Pilgrimage: The Book of the People, coverIn Zenna Henderson’s stories of The People, refugees from another planet come to Earth and struggle to fit in.  The stories are excellent, but the names sometimes give me pause.  In a story set on the home planet, before they’ve had any contact with Earth, the characters have names such as David, Eve, and Timmy—as well as the less familiar Lytha and ‘Chell (Michelle?).  Why so similar to common Terrestrial names?
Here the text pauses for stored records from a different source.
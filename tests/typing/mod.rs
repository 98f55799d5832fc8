//! Type resolution tests through the public API.

pub mod tests_resolution;
mod tests_context;
impl ArithmeticOperator {
    pub fn as_str(self) -> &'static str {
        match self {
            ArithmeticOperator::Or => "||",
            ArithmeticOperator::And => "&&",
            ArithmeticOperator::Plus => "+",
            ArithmeticOperator::Minus => "-",
            ArithmeticOperator::Multiply => "*",
            ArithmeticOperator::Divide => "/",
            ArithmeticOperator::Modulo => "%",
            ArithmeticOperator::Power => "^",
        }
    }

    /// Binding strength; higher binds tighter.
    pub fn precedence(self) -> u8 {
        match self {
            ArithmeticOperator::Or => 0,
            ArithmeticOperator::And => 1,
            ArithmeticOperator::Plus | ArithmeticOperator::Minus => 3,
            ArithmeticOperator::Multiply
            | ArithmeticOperator::Divide
            | ArithmeticOperator::Modulo => 4,
            ArithmeticOperator::Power => 5,
        }
    }
}

#[derive(Clone, Copy, Debug, PartialEq, Eq, Hash)]
pub enum ComparisonOperator {
    Equal,
    NotEqual,
    ApproxEqual,
    Less,
    LessOrEqual,
    Greater,
    GreaterOrEqual,
}

impl ComparisonOperator {
    pub const PRECEDENCE: u8 = 2;

    pub fn as_str(self) -> &'static str {
        match self {
            ComparisonOperator::Equal => "==",
            ComparisonOperator::NotEqual => "!=",
            ComparisonOperator::ApproxEqual => "~=",
            ComparisonOperator::Less => "<",
            ComparisonOperator::LessOrEqual => "<=",
            ComparisonOperator::Greater => ">",
            ComparisonOperator::GreaterOrEqual => ">=",
        }
    }
}

// ============================================================================
// FUNCTIONS
// ============================================================================

/// Built-in scalar math functions, applied cell-wise to tensors.
#[derive(Clone, Copy, Debug, PartialEq, Eq, Hash)]
pub enum Function {
    Abs,
    Acos,
    Asin,
    Atan,
    Ceil,
    Cos,
    Cosh,
    Elu,
    Exp,
    Fabs,
    Floor,
    IsNan,
    Log,
    Log10,
    Relu,
    Round,
    Sigmoid,
    Sign,
    Sin,
    Sinh,
    Sqrt,
    Square,
    Tan,
    Tanh,
    Atan2,
    Fmod,
    Ldexp,
    Max,
    Min,
    Pow,
}
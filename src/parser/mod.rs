//! Parser: Logos lexer and recursive-descent expression parser.
//!
//! Converts ranking expression text into [`ExpressionNode`](crate::syntax::ExpressionNode)
//! trees. Type resolution uses it to expand bound identifiers, and model
//! stores use it to load stored expressions.

pub mod lexer;
mod parser;

pub use lexer::{Lexer, Token, TokenKind, tokenize};
pub use parser::{ParseError, parse_expression};
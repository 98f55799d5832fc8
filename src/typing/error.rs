//! Error types for type resolution.

use thiserror::Error;

use crate::base::{Name, TensorType, TensorTypeError};
use crate::parser::ParseError;
use crate::syntax::Reference;

/// Errors that can occur while resolving the type of a reference or
/// expression.
#[derive(Debug, Clone, PartialEq, Error)]
pub enum TypeError {
    /// A reference depends on itself through function invocation or
    /// bound-identifier substitution.
    #[error("Invocation loop: {}", join_chain(.chain))]
    Cycle { chain: Vec<Reference> },

    /// The text bound to an identifier is not a valid expression.
    #[error("could not parse '{text}', bound to '{identifier}'")]
    UnresolvedParse {
        identifier: Name,
        text: String,
        #[source]
        source: ParseError,
    },

    /// A non-query simple feature has no declared type.
    #[error("no type is declared for {reference}, and it has no default type")]
    MissingDeclaredType { reference: Reference },

    /// A built-in feature received the wrong number of arguments.
    #[error("{feature} must have {expected} arguments, got {found}")]
    InvalidArgumentCount {
        feature: Name,
        expected: &'static str,
        found: usize,
    },

    /// A built-in feature received an argument of the wrong kind.
    #[error("the {position} argument of {feature} must be {expected}, not {found}")]
    InvalidArgumentKind {
        feature: Name,
        position: &'static str,
        expected: &'static str,
        found: String,
    },

    /// The two alternatives of an if expression have incompatible types.
    #[error("an if expression must produce compatible types in both alternatives, but got {if_true} and {if_false}")]
    IncompatibleBranches {
        if_true: TensorType,
        if_false: TensorType,
    },

    /// Tensor type algebra failed for an expression.
    #[error("invalid type in '{expression}': {source}")]
    Tensor {
        expression: String,
        #[source]
        source: TensorTypeError,
    },
}

fn join_chain(chain: &[Reference]) -> String {
    chain
        .iter()
        .map(Reference::to_string)
        .collect::<Vec<_>>()
        .join(" -> ")
}
//! Rank profile compilation.
//!
//! A [`RankProfile`] holds user functions, ranking phases and the declared
//! types of the features they read. Compiling it:
//!
//! 1. seeds a [`TypeResolutionContext`] with the declarations;
//! 2. converts model features in every function body and phase, importing
//!    each model once and verifying its inputs against the seed context;
//! 3. builds the final context from the converted functions, the functions
//!    and constants contributed by imported models, and the declarations;
//! 4. resolves the type of every argument-free function and of each phase.
//!
//! Profiles are independent, so [`compile_all`] compiles them in parallel.
//! Each compilation owns its contexts and its converter.

mod declarations;
mod error;

pub use declarations::FeatureDeclarations;
pub use error::CompileError;

use std::time::Instant;

use indexmap::IndexMap;
use rayon::prelude::*;

use crate::base::{Name, TensorType};
use crate::parser::{ParseError, parse_expression};
use crate::syntax::{ExpressionFunction, ExpressionNode, Reference};
use crate::transform::{ExpressionTransformer, ModelFeatureConverter, ModelImporter, TransformContext};
use crate::typing::{FeatureTypes, Functions, TypeError, TypeResolutionContext};

pub const FIRST_PHASE: &str = "first-phase";
pub const SECOND_PHASE: &str = "second-phase";

/// A named set of ranking expressions and the functions they call.
#[derive(Clone, Debug, Default, PartialEq)]
pub struct RankProfile {
    name: Name,
    functions: Functions,
    first_phase: Option<ExpressionNode>,
    second_phase: Option<ExpressionNode>,
    declarations: FeatureDeclarations,
}

impl RankProfile {
    pub fn new(name: impl Into<Name>) -> Self {
        Self {
            name: name.into(),
            ..Self::default()
        }
    }

    /// Add a function, replacing any earlier function with the same name.
    pub fn with_function(mut self, function: ExpressionFunction) -> Self {
        self.functions.insert(Name::from(function.name()), function);
        self
    }

    /// Add a function whose body is given as text.
    pub fn parse_function(self, name: &str, arguments: &[&str], body: &str) -> Result<Self, ParseError> {
        let function = ExpressionFunction::parse(name, arguments.iter().copied(), body)?;
        Ok(self.with_function(function))
    }

    pub fn with_first_phase(mut self, expression: ExpressionNode) -> Self {
        self.first_phase = Some(expression);
        self
    }

    pub fn parse_first_phase(self, text: &str) -> Result<Self, ParseError> {
        Ok(self.with_first_phase(parse_expression(text)?))
    }

    pub fn with_second_phase(mut self, expression: ExpressionNode) -> Self {
        self.second_phase = Some(expression);
        self
    }

    pub fn parse_second_phase(self, text: &str) -> Result<Self, ParseError> {
        Ok(self.with_second_phase(parse_expression(text)?))
    }

    pub fn with_declarations(mut self, declarations: FeatureDeclarations) -> Self {
        self.declarations = declarations;
        self
    }

    pub fn name(&self) -> &str {
        &self.name
    }

    pub fn functions(&self) -> &Functions {
        &self.functions
    }

    pub fn first_phase(&self) -> Option<&ExpressionNode> {
        self.first_phase.as_ref()
    }

    pub fn second_phase(&self) -> Option<&ExpressionNode> {
        self.second_phase.as_ref()
    }

    pub fn declarations(&self) -> &FeatureDeclarations {
        &self.declarations
    }

    /// Convert model features and type every expression of this profile.
    pub fn compile(&self, importer: &dyn ModelImporter) -> Result<CompiledProfile, CompileError> {
        let started = Instant::now();
        tracing::debug!("compile_profile: '{}' ({} functions)", self.name, self.functions.len());

        let mut seed = TypeResolutionContext::new(self.functions.values().cloned());
        self.declarations.declare_into(&mut seed);

        let mut converter = ModelFeatureConverter::new();
        let mut context = TransformContext::new(importer).with_types(&seed);
        let mut convert = |node: &ExpressionNode| {
            converter
                .transform(node, &mut context)
                .map_err(|source| CompileError::Transform {
                    profile: self.name.clone(),
                    source,
                })
        };

        let mut functions = Functions::default();
        for (name, function) in &self.functions {
            functions.insert(name.clone(), function.with_body(convert(function.body())?));
        }
        let first_phase = self.first_phase.as_ref().map(&mut convert).transpose()?;
        let second_phase = self.second_phase.as_ref().map(&mut convert).transpose()?;

        let imported_models = converter.imported_models();
        let (imported_functions, constants) = context.into_parts();
        for (name, function) in imported_functions {
            functions.entry(name).or_insert(function);
        }

        let mut types = TypeResolutionContext::new(functions.values().cloned());
        for (reference, tensor_type) in &constants {
            types.declare(reference.clone(), tensor_type.clone());
        }
        self.declarations.declare_into(&mut types);

        let mut function_types = IndexMap::new();
        for function in functions.values().filter(|f| f.arguments().is_empty()) {
            let reference = Reference::identifier(function.name());
            let tensor_type = types
                .resolve(&reference)
                .map_err(|source| self.type_error(&reference, source))?;
            function_types.insert(Name::from(function.name()), tensor_type);
        }

        for (phase, expression) in [(FIRST_PHASE, &first_phase), (SECOND_PHASE, &second_phase)] {
            let Some(expression) = expression else {
                continue;
            };
            let tensor_type = expression
                .type_of(&types)
                .map_err(|source| self.type_error(expression, source))?;
            if !tensor_type.is_scalar() {
                return Err(CompileError::NonScalarPhase {
                    profile: self.name.clone(),
                    phase,
                    tensor_type,
                });
            }
        }

        tracing::info!(
            "compile_profile: '{}' {} functions, {} models imported, took {:?}",
            self.name,
            functions.len(),
            imported_models,
            started.elapsed()
        );

        Ok(CompiledProfile {
            name: self.name.clone(),
            functions,
            first_phase,
            second_phase,
            constants,
            function_types,
            imported_models,
        })
    }

    fn type_error(&self, expression: &impl std::fmt::Display, source: TypeError) -> CompileError {
        CompileError::Type {
            profile: self.name.clone(),
            expression: expression.to_string(),
            source,
        }
    }
}

/// A rank profile with model features converted and every expression typed.
#[derive(Clone, Debug, PartialEq)]
pub struct CompiledProfile {
    name: Name,
    functions: Functions,
    first_phase: Option<ExpressionNode>,
    second_phase: Option<ExpressionNode>,
    constants: FeatureTypes,
    function_types: IndexMap<Name, TensorType>,
    imported_models: usize,
}

impl CompiledProfile {
    pub fn name(&self) -> &str {
        &self.name
    }

    /// The profile's functions after conversion, followed by the functions
    /// imported models contributed.
    pub fn functions(&self) -> &Functions {
        &self.functions
    }

    pub fn first_phase(&self) -> Option<&ExpressionNode> {
        self.first_phase.as_ref()
    }

    pub fn second_phase(&self) -> Option<&ExpressionNode> {
        self.second_phase.as_ref()
    }

    /// Types of the constants imported models contributed.
    pub fn constants(&self) -> &FeatureTypes {
        &self.constants
    }

    /// The resolved type of an argument-free function.
    pub fn function_type(&self, name: &str) -> Option<&TensorType> {
        self.function_types.get(name)
    }

    pub fn function_types(&self) -> &IndexMap<Name, TensorType> {
        &self.function_types
    }

    /// The number of distinct models imported while compiling.
    pub fn imported_models(&self) -> usize {
        self.imported_models
    }
}

/// Compile independent rank profiles in parallel, sharing one importer.
///
/// Results are in the order of `profiles`.
pub fn compile_all<I>(profiles: &[RankProfile], importer: &I) -> Vec<Result<CompiledProfile, CompileError>>
where
    I: ModelImporter + Sync,
{
    profiles
        .par_iter()
        .map(|profile| profile.compile(importer))
        .collect()
}
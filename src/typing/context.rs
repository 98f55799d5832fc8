//! Type resolution context: resolving feature references to tensor types.
//!
//! # Architecture
//!
//! A [`TypeResolutionContext`] is created once per rank profile compilation,
//! seeded with declared feature types, and then answers `resolve` calls.
//! Resolving a function invocation derives a new context for the function
//! body which differs only in its [`BindingScope`]:
//!
//! - the feature type table and the function table are shared (`Rc`)
//!   between the root context and every derived context;
//! - the call stack is shared by identity across one resolution tree and is
//!   used to detect invocation loops that span derived contexts.
//!
//! Resolution is single-threaded; contexts are neither `Send` nor `Sync`.

use std::borrow::Cow;
use std::cell::RefCell;
use std::rc::Rc;

use indexmap::IndexMap;
use rustc_hash::FxHashMap;
use tracing::trace;

use super::bindings::BindingScope;
use super::error::TypeError;
use super::features;
use crate::base::text_utils::strip_quotes;
use crate::base::{Name, TensorType};
use crate::parser::parse_expression;
use crate::syntax::{ExpressionFunction, ExpressionNode, Reference};

/// Declared feature types, keyed by reference.
pub type FeatureTypes = FxHashMap<Reference, TensorType>;

/// Functions by name, in declaration order.
pub type Functions = IndexMap<Name, ExpressionFunction>;

/// Something which can tell the type of a feature reference.
///
/// Expression type inference ([`ExpressionNode::type_of`]) is written
/// against this trait.
pub trait TypeContext {
    fn resolve(&self, reference: &Reference) -> Result<TensorType, TypeError>;
}

// ============================================================================
// CALL STACK
// ============================================================================

/// A reference pushed on the shared call stack, popped again on drop so
/// that every exit path (including errors) unwinds the stack.
struct CallFrame<'a> {
    stack: &'a RefCell<Vec<Reference>>,
}

impl<'a> CallFrame<'a> {
    fn enter(stack: &'a RefCell<Vec<Reference>>, reference: &Reference) -> Result<Self, TypeError> {
        let mut frames = stack.borrow_mut();
        if let Some(first) = frames.iter().position(|r| r == reference) {
            let mut chain = frames[first..].to_vec();
            chain.push(reference.clone());
            return Err(TypeError::Cycle { chain });
        }
        frames.push(reference.clone());
        Ok(Self { stack })
    }
}

impl Drop for CallFrame<'_> {
    fn drop(&mut self) {
        self.stack.borrow_mut().pop();
    }
}

// ============================================================================
// RESOLUTION CONTEXT
// ============================================================================

/// A context which only contains type information.
///
/// Unknown references which are not query, attribute or constant features
/// resolve to the scalar type: the set of match features is not known
/// statically, but those that exist are all scalars.
#[derive(Clone, Debug)]
pub struct TypeResolutionContext {
    feature_types: Rc<FeatureTypes>,
    functions: Rc<Functions>,
    bindings: BindingScope,
    call_stack: Rc<RefCell<Vec<Reference>>>,
}

impl TypeResolutionContext {
    /// Create a root context with the given functions and no declarations.
    ///
    /// A later function with the same name as an earlier one replaces it.
    pub fn new(functions: impl IntoIterator<Item = ExpressionFunction>) -> Self {
        let functions = functions
            .into_iter()
            .map(|f| (Name::from(f.name()), f))
            .collect();
        Self {
            feature_types: Rc::new(FeatureTypes::default()),
            functions: Rc::new(functions),
            bindings: BindingScope::new(),
            call_stack: Rc::new(RefCell::new(Vec::new())),
        }
    }

    /// Register the type of a feature. Re-declaring overwrites.
    ///
    /// Simple feature keys are normalized the way resolution looks them up,
    /// so `attribute("a")` and `attribute(a)` declare the same feature.
    pub fn declare(&mut self, reference: Reference, tensor_type: TensorType) {
        let key = match reference.simple_argument() {
            Some(argument) if features::is_simple_feature(&reference) => {
                Reference::simple(reference.name(), argument)
            }
            _ => reference,
        };
        Rc::make_mut(&mut self.feature_types).insert(key, tensor_type);
    }

    /// All explicitly declared feature types.
    pub fn feature_types(&self) -> &FeatureTypes {
        &self.feature_types
    }

    pub fn functions(&self) -> &Functions {
        &self.functions
    }

    pub fn bindings(&self) -> &BindingScope {
        &self.bindings
    }

    /// The references currently being resolved, outermost first.
    pub fn call_stack(&self) -> Vec<Reference> {
        self.call_stack.borrow().clone()
    }

    /// A context identical to this one except for its bindings.
    ///
    /// Returns this very context (borrowed) when both the current and the
    /// new bindings are empty.
    pub fn with_bindings(&self, bindings: BindingScope) -> Cow<'_, Self> {
        if bindings.is_empty() && self.bindings.is_empty() {
            return Cow::Borrowed(self);
        }
        Cow::Owned(Self {
            feature_types: Rc::clone(&self.feature_types),
            functions: Rc::clone(&self.functions),
            bindings,
            call_stack: Rc::clone(&self.call_stack),
        })
    }

    /// Resolve the type of a reference.
    ///
    /// In priority order, a reference is: a bound identifier, a simple
    /// feature, a function invocation, a tensor-constructing feature, or
    /// otherwise assumed to be a scalar match feature.
    pub fn resolve(&self, reference: &Reference) -> Result<TensorType, TypeError> {
        let _frame = CallFrame::enter(&self.call_stack, reference)?;
        trace!(
            "[TYPE_RESOLVE] reference='{}' depth={}",
            reference,
            self.call_stack.borrow().len()
        );

        if let Some(binding) = self.bound_identifier(reference) {
            trace!("[TYPE_RESOLVE] -> bound to '{}'", binding);
            let expression =
                parse_expression(binding).map_err(|source| TypeError::UnresolvedParse {
                    identifier: reference.name().into(),
                    text: binding.to_string(),
                    source,
                })?;
            return expression.type_of(self);
        }

        if features::is_simple_feature(reference) {
            let key = self.simple_feature_key(reference);
            if let Some(declared) = self.feature_types.get(&key) {
                return Ok(declared.clone());
            }
            trace!("[TYPE_RESOLVE] -> '{}' not declared, using default", key);
            return features::default_type_of(&key)
                .ok_or(TypeError::MissingDeclaredType { reference: key });
        }

        if let Some(function) = self.function_invocation(reference) {
            trace!("[TYPE_RESOLVE] -> invocation of function '{}'", function.name());
            let scope = BindingScope::bind(function.arguments(), reference.arguments(), &self.bindings);
            return function.body().type_of(self.with_bindings(scope).as_ref());
        }

        if let Some(tensor_type) = self.tensor_feature_type(reference)? {
            return Ok(tensor_type);
        }

        Ok(TensorType::empty())
    }

    /// The binding of this reference, if it is an identifier bound in this
    /// context.
    fn bound_identifier(&self, reference: &Reference) -> Option<&str> {
        if !reference.is_identifier() {
            return None;
        }
        self.bindings.get(reference.name())
    }

    /// The declaration key of a simple feature, with its argument translated
    /// through the current bindings.
    ///
    /// Bindings hold the text of string arguments with their quotes, so the
    /// translated argument is unquoted again.
    fn simple_feature_key(&self, reference: &Reference) -> Reference {
        match reference.simple_argument() {
            Some(argument) => {
                let translated = strip_quotes(self.bindings.translate(&argument));
                Reference::simple(reference.name(), translated)
            }
            None => reference.clone(),
        }
    }

    fn function_invocation(&self, reference: &Reference) -> Option<&ExpressionFunction> {
        if reference.output().is_some() {
            return None;
        }
        self.functions
            .get(reference.name())
            .filter(|f| f.arguments().len() == reference.arguments().len())
    }

    /// The type of `tensorFromLabels` and `tensorFromWeightedSet`: a single
    /// mapped dimension named by the second argument, or by the argument of
    /// the label source when there is no second argument.
    fn tensor_feature_type(&self, reference: &Reference) -> Result<Option<TensorType>, TypeError> {
        if !features::is_tensor_constructor(reference.name()) {
            return Ok(None);
        }
        let feature = Name::from(reference.name());
        let arguments = reference.arguments();
        if arguments.is_empty() || arguments.len() > 2 {
            return Err(TypeError::InvalidArgumentCount {
                feature,
                expected: "one or two",
                found: arguments.len(),
            });
        }

        let label_source = match &arguments[0] {
            ExpressionNode::Reference(source) if features::is_simple_feature(source) => source,
            other => {
                return Err(TypeError::InvalidArgumentKind {
                    feature,
                    position: "first",
                    expected: "a simple feature",
                    found: other.to_string(),
                });
            }
        };

        let dimension = match arguments.get(1) {
            Some(ExpressionNode::Reference(name)) if name.is_identifier() => Name::from(name.name()),
            Some(ExpressionNode::Name(name)) => name.clone(),
            Some(other) => {
                return Err(TypeError::InvalidArgumentKind {
                    feature,
                    position: "second",
                    expected: "a dimension name",
                    found: other.to_string(),
                });
            }
            None => match label_source.simple_argument() {
                Some(argument) => Name::from(argument),
                None => {
                    return Err(TypeError::InvalidArgumentKind {
                        feature,
                        position: "first",
                        expected: "a simple feature with an argument",
                        found: label_source.to_string(),
                    });
                }
            },
        };

        TensorType::builder()
            .mapped(dimension)
            .build()
            .map(Some)
            .map_err(|source| TypeError::Tensor {
                expression: reference.to_string(),
                source,
            })
    }
}

impl TypeContext for TypeResolutionContext {
    fn resolve(&self, reference: &Reference) -> Result<TensorType, TypeError> {
        TypeResolutionContext::resolve(self, reference)
    }
}

impl TypeContext for FeatureTypes {
    /// Plain lookup; undeclared references are scalars.
    fn resolve(&self, reference: &Reference) -> Result<TensorType, TypeError> {
        Ok(self.get(reference).cloned().unwrap_or_default())
    }
}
Or take the hobbits.  Alongside Sam, Bob, and Rosie we have characters like Frodo, Bilbo, Meriadoc and Pippin.  Tolkien, the master linguist, can explain this—exhaustively (see Appendix F to The Lord of the Rings).  From a narrative point of view, the name-mixture gives us a sense of earthy rustic culture, but also of something a little different from Merrie Olde England.  Tolkien succeeds by being both quaint and quirky.

I’m less sympathetic to George R.R. Martin, who seems determined to give his characters in A Song of Ice and Fire names that are mostly familiar, but misspelled.  If we’re going to have people named Eddard, Catelyn, and Rickard, why not just call them Edward, Cathleen, and Richard—or are we expected to believe that languages in Westeros evolved in almost exact parallel to ours, but not quite?  (I have the same problem with the pseudo-Latin spells in Harry Potter—if you’re going to use Latin, just do it, don’t fake it—though I recently read an article by someone who’s examined Rowling’s quasi-Latin more closely than I and is more forgiving.)

Inventing Fantasy Names

If we’re going for traditional semi-medieval high fantasy, we may want names that are somewhat familiar, but have an antique ring to them.  How do I come up with a fitting title for the mighty barbarian I just rolled up for Dungeons and Dragons?  There are a number of tried-and-true approaches.  As it turns out, TV Tropes has a gallery of naming tropes that cover much of the territory (there’s a list-of-lists at Naming Conventions).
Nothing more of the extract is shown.